What you have to do :: Below are the records; locate each line with the word "store" and copy it.

Entries shown ::

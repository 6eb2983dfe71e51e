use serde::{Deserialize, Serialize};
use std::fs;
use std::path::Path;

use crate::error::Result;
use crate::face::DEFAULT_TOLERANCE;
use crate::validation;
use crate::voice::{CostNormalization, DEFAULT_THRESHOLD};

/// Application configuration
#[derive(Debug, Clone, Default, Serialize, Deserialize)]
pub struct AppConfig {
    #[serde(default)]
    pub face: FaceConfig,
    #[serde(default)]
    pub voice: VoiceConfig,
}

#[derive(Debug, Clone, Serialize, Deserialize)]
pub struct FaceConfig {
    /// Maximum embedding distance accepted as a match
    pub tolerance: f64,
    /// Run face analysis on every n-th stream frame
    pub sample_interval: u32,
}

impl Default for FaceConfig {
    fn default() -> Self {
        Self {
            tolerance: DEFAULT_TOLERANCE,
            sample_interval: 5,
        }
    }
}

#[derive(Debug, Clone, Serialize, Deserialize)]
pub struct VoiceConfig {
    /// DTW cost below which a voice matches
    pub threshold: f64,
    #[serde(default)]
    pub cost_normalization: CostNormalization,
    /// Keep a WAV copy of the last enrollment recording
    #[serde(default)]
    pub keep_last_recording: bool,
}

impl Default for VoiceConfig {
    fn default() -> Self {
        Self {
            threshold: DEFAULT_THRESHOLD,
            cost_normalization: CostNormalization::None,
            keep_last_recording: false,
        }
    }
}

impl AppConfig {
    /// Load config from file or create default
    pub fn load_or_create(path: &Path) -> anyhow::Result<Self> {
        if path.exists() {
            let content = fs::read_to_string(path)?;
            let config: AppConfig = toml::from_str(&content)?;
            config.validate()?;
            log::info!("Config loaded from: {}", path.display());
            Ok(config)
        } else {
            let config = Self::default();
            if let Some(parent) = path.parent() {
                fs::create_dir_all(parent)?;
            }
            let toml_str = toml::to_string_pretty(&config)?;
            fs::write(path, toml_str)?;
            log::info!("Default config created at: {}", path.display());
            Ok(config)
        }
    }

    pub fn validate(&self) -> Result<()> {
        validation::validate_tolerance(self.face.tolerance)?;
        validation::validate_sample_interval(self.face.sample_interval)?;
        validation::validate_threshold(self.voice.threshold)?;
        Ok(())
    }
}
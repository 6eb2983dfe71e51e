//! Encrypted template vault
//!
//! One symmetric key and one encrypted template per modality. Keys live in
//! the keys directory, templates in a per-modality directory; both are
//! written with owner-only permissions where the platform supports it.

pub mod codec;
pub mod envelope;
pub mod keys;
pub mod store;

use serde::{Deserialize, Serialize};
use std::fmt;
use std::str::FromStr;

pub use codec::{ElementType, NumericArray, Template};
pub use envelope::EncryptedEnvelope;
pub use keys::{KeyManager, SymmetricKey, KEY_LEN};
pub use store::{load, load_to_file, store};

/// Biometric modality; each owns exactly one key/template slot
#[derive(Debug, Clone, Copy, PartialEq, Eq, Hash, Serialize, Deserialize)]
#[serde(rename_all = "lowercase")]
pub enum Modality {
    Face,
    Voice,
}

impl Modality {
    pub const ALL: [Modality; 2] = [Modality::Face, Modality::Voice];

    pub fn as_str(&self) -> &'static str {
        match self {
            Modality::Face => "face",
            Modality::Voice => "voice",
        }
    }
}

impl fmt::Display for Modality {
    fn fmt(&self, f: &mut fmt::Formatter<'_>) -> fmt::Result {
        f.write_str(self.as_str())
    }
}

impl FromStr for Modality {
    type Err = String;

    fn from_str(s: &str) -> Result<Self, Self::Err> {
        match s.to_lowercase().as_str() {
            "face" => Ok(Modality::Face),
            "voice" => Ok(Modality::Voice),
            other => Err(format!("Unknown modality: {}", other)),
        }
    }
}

Solution for this task ::
pub mod store;
pub use store::{load, load_to_file, store};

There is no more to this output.